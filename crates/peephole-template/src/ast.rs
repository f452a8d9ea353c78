//! Parsed form of a template action.

use std::fmt;

/// A node of the action syntax tree.
///
/// Dot-chains are left-associative: `.X.Y` is a `FieldChain` for `Y`
/// whose base is the `FieldChain` for `X`, whose base is the root.
#[derive(Debug, Clone, PartialEq, Eq)]
pub enum ActionNode {
    /// A field access on the result of `base`, or on the root value when
    /// `base` is `None`.
    FieldChain {
        /// The value the field is taken from. `None` means the root.
        base: Option<Box<Self>>,
        /// The field name.
        field: String,
    },
    /// A reference to a function in the funcmap.
    FunctionRef(String),
}

impl ActionNode {
    /// A field access on the root value.
    pub fn root_field(field: impl Into<String>) -> Self {
        Self::FieldChain {
            base: None,
            field: field.into(),
        }
    }

    /// A field access on the value produced by `self`.
    #[must_use]
    pub fn then_field(self, field: impl Into<String>) -> Self {
        Self::FieldChain {
            base: Some(Box::new(self)),
            field: field.into(),
        }
    }
}

impl fmt::Display for ActionNode {
    fn fmt(&self, f: &mut fmt::Formatter<'_>) -> fmt::Result {
        match self {
            Self::FieldChain { base, field } => {
                if let Some(base) = base {
                    write!(f, "{base}")?;
                }
                write!(f, ".{field}")
            }
            Self::FunctionRef(name) => f.write_str(name),
        }
    }
}
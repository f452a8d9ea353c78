//! Canonical path prefixes and request path segmentation.

/// Separator between path segments.
pub const SEPARATOR: char = '/';

/// Join `prefix` and `part` with exactly one separator.
///
/// Trailing separators on `prefix` and leading or trailing separators on
/// `part` are dropped first, so the result is the same however either
/// argument is written. An empty `part` yields the normalized prefix.
///
/// ```
/// use peephole_core::subpath;
///
/// assert_eq!(subpath("/a/", "/b"), "/a/b");
/// assert_eq!(subpath("/a", "b"), "/a/b");
/// assert_eq!(subpath("/", "x"), "/x");
/// ```
pub fn subpath(prefix: &str, part: &str) -> String {
    let prefix = prefix.trim_end_matches(SEPARATOR);
    let part = part.trim_matches(SEPARATOR);
    if part.is_empty() {
        return if prefix.is_empty() {
            String::from(SEPARATOR)
        } else {
            prefix.to_owned()
        };
    }
    format!("{prefix}{SEPARATOR}{part}")
}

/// Split a request path suffix into its non-empty segments.
///
/// Repeated, leading, and trailing separators produce no segments.
pub fn split_path(suffix: &str) -> Vec<&str> {
    suffix
        .split(SEPARATOR)
        .filter(|segment| !segment.is_empty())
        .collect()
}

● **About this task**: Working from the listing above, pick out every line that has "suffix" and copy it.

● **Output for this task**:
/// Split a request path suffix into its non-empty segments.
pub fn split_path(suffix: &str) -> Vec<&str> {
    suffix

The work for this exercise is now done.